DESCRIPTION OF THE TASK: Copy every line of the records that includes the word "after".

═══ RECORDS FOR THE TASK ═══

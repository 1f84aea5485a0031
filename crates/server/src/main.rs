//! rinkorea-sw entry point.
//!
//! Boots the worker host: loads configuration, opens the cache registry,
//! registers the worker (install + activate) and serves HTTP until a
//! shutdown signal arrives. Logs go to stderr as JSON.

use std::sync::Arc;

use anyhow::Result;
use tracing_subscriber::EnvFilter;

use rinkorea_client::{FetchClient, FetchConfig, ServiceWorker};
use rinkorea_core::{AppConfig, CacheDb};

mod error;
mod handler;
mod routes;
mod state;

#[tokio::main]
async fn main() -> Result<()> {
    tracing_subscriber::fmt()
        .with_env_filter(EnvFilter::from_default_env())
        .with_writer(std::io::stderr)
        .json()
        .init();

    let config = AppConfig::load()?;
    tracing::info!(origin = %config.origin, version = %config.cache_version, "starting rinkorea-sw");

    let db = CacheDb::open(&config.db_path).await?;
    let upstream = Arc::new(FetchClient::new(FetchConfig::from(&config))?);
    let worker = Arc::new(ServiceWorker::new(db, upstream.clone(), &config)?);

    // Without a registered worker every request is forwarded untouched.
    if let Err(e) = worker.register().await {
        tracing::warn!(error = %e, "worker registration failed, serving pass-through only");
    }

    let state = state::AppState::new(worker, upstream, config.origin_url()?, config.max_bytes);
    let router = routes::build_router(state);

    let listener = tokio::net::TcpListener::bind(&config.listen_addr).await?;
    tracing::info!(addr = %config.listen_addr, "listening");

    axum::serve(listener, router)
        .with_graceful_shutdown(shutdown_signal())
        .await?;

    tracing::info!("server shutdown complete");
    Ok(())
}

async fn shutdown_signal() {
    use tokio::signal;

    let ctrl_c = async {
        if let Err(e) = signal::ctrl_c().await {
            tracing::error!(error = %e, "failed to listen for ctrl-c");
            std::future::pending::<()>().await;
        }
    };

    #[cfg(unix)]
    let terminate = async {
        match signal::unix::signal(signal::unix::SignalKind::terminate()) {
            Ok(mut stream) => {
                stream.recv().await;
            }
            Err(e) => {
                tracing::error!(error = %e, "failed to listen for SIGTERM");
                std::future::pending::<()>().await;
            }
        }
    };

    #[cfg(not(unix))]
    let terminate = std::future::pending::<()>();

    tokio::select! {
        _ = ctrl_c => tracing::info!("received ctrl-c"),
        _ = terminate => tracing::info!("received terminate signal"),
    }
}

═══
═══ RECORDS FOR THE TASK ═══

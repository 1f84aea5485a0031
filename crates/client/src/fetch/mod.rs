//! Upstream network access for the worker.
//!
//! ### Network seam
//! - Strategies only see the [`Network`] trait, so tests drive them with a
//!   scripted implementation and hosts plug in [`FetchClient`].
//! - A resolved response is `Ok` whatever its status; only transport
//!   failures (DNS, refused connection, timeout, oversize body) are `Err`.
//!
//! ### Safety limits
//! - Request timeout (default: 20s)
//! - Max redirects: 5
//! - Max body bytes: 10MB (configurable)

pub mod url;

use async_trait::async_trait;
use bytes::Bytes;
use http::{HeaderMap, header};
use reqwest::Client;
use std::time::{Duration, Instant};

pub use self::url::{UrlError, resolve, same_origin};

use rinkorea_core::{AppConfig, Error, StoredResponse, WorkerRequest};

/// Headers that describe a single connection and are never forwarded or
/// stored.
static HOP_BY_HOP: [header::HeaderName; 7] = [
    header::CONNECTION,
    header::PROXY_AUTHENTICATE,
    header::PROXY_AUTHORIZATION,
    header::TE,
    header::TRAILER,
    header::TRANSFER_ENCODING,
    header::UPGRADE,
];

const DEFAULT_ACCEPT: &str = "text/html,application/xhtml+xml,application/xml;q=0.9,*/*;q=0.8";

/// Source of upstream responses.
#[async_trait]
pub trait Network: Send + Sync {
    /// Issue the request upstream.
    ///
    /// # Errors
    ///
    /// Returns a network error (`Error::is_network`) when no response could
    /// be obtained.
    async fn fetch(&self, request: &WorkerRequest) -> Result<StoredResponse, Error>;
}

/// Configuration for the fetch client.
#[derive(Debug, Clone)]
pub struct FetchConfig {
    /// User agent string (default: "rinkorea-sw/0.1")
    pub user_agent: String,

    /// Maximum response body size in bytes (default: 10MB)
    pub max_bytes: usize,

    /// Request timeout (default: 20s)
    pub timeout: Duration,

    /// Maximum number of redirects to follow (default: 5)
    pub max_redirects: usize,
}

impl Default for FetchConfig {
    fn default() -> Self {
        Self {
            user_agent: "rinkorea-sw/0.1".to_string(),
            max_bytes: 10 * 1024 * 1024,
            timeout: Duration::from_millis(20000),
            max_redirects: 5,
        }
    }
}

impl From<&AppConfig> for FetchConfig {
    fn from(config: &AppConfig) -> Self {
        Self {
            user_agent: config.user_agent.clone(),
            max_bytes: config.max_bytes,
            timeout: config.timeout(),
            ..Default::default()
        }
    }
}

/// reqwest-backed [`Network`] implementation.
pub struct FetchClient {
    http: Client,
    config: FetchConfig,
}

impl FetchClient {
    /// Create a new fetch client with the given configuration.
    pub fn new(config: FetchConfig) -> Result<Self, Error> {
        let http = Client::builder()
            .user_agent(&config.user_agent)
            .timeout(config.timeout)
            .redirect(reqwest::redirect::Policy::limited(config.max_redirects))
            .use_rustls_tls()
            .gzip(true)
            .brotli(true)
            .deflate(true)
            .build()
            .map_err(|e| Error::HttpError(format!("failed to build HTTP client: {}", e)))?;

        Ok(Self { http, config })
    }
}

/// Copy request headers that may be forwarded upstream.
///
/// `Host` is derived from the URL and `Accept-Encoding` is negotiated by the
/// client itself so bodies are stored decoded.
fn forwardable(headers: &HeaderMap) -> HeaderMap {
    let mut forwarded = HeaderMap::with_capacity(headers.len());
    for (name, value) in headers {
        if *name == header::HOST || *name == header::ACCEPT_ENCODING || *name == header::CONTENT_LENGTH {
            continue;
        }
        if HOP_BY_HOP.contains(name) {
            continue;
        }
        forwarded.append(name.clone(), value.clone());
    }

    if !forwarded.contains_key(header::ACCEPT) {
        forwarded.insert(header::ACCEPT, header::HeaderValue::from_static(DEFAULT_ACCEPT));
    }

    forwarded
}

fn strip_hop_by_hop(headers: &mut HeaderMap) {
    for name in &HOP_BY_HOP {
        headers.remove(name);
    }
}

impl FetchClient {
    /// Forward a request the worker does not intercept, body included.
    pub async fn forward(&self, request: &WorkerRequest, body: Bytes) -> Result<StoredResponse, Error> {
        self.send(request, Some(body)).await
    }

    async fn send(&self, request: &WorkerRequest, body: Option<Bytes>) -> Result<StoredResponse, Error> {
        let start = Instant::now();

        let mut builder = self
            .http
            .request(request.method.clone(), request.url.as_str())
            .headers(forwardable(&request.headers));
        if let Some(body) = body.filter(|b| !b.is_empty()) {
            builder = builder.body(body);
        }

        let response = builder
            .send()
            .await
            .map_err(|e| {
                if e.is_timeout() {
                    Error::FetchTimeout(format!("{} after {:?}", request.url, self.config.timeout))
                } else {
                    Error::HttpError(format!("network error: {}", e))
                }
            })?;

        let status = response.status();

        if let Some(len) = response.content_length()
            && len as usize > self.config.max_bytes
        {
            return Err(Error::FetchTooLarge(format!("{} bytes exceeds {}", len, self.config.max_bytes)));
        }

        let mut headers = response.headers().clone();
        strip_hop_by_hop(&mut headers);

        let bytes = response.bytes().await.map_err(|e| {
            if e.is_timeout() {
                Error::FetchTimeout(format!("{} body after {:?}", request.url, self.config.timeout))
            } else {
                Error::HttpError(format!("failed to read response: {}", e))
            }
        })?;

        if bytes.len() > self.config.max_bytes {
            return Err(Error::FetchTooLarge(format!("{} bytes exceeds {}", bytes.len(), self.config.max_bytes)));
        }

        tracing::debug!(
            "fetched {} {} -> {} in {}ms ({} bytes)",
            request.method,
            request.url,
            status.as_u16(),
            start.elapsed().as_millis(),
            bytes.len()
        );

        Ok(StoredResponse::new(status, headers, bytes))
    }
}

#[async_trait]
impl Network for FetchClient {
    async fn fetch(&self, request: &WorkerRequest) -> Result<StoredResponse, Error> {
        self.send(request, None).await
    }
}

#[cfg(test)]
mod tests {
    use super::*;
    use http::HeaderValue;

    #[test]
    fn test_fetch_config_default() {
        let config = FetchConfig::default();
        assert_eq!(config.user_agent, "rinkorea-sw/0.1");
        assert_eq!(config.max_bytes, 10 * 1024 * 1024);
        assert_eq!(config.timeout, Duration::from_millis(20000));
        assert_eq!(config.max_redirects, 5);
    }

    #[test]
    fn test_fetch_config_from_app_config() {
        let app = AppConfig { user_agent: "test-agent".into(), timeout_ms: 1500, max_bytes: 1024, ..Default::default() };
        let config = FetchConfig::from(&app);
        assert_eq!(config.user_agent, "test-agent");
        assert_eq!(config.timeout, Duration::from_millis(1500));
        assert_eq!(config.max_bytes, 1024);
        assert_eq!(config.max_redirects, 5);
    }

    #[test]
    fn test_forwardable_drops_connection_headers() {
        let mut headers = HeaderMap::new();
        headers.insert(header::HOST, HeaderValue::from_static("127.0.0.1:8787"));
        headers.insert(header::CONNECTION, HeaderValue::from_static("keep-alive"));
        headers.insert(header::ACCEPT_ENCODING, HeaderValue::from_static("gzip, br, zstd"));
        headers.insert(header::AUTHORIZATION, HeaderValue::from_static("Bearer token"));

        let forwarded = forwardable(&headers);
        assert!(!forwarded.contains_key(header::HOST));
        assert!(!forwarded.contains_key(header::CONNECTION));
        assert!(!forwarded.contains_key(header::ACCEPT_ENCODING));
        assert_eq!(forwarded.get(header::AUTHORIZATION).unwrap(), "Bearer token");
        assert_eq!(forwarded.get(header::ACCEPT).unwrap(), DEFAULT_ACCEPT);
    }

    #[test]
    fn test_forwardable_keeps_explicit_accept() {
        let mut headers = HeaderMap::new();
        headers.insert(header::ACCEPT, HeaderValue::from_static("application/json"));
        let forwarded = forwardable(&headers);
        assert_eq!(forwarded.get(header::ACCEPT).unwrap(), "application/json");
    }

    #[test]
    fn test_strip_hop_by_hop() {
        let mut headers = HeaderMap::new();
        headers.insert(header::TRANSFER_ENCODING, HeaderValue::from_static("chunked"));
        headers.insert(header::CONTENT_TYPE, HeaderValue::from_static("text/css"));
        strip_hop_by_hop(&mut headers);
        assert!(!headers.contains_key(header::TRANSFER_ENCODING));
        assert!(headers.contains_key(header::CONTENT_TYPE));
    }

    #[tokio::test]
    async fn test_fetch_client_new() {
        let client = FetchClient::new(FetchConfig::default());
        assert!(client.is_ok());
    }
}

═══

ANSWER FOR THE TASK:
                    Error::FetchTimeout(format!("{} after {:?}", request.url, self.config.timeout))
                Error::FetchTimeout(format!("{} body after {:?}", request.url, self.config.timeout))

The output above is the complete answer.